Extracted data entries:
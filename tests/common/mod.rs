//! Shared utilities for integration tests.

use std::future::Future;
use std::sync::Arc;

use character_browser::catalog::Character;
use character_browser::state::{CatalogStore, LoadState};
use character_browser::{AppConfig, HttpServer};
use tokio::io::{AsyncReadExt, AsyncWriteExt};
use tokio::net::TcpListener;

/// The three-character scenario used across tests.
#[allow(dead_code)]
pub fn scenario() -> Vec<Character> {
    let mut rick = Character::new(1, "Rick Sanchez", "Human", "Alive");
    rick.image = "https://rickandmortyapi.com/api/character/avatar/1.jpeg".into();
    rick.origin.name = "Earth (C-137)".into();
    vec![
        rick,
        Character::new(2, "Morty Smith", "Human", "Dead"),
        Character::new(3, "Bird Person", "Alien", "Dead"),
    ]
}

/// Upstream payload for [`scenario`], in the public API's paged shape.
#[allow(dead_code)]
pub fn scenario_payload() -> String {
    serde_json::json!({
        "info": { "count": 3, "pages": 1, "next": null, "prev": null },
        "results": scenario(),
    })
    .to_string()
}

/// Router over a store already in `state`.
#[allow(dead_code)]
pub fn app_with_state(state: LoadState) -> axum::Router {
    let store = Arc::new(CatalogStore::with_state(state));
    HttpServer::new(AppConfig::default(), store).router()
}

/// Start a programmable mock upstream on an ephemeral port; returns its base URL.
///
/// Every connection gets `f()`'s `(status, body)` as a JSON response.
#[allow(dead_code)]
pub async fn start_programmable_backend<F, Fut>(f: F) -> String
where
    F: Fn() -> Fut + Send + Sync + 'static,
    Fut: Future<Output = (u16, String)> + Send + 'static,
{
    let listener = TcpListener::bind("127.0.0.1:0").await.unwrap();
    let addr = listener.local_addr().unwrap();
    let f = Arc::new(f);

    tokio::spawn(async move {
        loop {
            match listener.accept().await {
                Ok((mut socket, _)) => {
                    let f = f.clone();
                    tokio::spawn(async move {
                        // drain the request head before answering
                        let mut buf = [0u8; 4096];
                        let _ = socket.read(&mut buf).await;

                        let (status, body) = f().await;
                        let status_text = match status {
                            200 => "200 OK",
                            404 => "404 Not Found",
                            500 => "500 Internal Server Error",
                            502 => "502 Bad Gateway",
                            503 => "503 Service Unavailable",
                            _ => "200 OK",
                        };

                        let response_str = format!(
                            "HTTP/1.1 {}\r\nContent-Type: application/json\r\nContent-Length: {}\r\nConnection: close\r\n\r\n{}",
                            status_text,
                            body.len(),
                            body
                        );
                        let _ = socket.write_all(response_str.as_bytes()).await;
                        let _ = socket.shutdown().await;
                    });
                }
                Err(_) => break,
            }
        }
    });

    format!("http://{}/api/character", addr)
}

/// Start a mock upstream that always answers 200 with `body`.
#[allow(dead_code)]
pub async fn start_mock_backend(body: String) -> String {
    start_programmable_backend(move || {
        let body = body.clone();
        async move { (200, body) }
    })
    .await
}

--

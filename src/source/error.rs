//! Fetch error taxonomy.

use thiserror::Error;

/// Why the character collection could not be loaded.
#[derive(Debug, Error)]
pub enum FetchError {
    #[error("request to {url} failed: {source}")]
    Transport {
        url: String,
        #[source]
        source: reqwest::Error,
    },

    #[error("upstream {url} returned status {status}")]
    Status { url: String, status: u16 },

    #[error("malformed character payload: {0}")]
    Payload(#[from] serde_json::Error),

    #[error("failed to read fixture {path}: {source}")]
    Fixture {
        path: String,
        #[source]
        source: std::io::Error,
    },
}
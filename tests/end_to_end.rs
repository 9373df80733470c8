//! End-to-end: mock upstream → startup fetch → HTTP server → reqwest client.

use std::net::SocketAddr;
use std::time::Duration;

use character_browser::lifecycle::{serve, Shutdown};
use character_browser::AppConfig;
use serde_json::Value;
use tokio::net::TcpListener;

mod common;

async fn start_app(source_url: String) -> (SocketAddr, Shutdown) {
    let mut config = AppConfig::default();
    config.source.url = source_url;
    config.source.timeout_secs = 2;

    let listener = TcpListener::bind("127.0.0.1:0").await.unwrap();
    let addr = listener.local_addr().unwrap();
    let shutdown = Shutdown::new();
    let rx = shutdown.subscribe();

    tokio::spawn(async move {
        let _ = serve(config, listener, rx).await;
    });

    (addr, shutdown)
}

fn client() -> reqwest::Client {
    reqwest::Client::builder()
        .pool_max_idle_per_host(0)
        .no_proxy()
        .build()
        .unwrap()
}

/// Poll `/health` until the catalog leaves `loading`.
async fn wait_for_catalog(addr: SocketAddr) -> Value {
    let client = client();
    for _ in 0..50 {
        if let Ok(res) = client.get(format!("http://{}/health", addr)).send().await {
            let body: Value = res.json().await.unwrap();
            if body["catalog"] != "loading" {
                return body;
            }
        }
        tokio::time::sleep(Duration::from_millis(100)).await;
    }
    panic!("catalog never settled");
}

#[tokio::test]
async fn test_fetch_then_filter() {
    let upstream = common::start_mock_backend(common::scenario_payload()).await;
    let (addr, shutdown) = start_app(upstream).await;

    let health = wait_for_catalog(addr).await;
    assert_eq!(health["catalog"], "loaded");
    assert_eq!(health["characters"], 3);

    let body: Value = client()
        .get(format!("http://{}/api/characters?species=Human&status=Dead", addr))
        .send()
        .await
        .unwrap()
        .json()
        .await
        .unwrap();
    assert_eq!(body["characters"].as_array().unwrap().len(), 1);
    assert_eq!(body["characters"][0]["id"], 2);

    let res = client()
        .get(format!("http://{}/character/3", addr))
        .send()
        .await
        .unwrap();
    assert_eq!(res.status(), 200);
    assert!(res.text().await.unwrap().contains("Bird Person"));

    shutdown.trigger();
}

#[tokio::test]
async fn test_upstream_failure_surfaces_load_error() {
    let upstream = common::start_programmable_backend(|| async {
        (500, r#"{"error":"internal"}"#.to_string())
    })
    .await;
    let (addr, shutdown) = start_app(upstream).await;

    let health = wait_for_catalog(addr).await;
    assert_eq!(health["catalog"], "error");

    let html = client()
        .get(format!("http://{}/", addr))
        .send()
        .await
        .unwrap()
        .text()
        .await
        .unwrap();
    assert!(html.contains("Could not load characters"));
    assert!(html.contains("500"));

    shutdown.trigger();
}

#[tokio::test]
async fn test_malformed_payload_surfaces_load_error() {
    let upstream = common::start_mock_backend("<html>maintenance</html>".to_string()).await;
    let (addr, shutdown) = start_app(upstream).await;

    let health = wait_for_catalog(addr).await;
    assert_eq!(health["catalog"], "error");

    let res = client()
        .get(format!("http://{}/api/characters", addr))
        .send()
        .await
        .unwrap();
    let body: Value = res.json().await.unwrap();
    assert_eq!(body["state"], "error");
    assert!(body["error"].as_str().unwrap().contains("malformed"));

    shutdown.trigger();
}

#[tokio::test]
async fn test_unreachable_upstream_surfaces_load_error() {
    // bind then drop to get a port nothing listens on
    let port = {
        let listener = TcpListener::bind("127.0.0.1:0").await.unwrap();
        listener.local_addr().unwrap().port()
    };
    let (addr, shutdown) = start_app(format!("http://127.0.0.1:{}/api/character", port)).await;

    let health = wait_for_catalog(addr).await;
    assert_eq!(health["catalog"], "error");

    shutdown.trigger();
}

--

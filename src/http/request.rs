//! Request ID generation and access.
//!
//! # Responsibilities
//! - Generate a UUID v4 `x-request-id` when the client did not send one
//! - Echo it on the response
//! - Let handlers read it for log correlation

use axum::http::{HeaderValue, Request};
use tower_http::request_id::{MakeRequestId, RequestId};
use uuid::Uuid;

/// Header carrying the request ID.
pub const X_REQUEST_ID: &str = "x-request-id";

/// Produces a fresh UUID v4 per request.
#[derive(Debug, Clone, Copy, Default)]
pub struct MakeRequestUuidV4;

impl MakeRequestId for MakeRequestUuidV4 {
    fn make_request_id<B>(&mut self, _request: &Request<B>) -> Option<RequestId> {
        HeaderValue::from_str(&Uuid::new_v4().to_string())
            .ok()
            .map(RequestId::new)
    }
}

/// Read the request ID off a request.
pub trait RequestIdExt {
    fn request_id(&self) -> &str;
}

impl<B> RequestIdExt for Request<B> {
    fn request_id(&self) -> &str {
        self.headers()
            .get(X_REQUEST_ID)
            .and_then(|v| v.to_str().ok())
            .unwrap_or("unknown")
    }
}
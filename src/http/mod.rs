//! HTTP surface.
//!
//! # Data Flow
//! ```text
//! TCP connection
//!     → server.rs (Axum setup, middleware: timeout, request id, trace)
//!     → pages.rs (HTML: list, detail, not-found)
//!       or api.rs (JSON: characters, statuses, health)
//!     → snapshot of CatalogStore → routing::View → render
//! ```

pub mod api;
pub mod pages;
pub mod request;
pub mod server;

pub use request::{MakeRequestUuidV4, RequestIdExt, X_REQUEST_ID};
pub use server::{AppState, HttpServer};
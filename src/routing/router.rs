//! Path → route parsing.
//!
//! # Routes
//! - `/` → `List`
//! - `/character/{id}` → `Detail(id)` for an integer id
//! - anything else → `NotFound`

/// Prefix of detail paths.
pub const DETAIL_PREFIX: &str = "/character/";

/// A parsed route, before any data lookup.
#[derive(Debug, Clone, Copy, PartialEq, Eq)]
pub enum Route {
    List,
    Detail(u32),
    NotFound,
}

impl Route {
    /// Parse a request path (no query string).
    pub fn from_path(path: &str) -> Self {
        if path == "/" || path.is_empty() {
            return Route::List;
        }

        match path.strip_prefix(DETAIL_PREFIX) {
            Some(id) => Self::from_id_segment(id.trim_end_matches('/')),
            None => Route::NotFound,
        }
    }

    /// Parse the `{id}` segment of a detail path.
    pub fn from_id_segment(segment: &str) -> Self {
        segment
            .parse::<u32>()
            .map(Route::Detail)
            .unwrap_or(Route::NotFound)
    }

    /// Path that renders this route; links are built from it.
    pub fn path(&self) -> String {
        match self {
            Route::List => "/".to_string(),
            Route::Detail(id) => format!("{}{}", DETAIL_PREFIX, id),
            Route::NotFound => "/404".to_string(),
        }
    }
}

THE TASK: Output nothing but the number of lines in the data containing the string "bind".

TASK SOLUTION: 4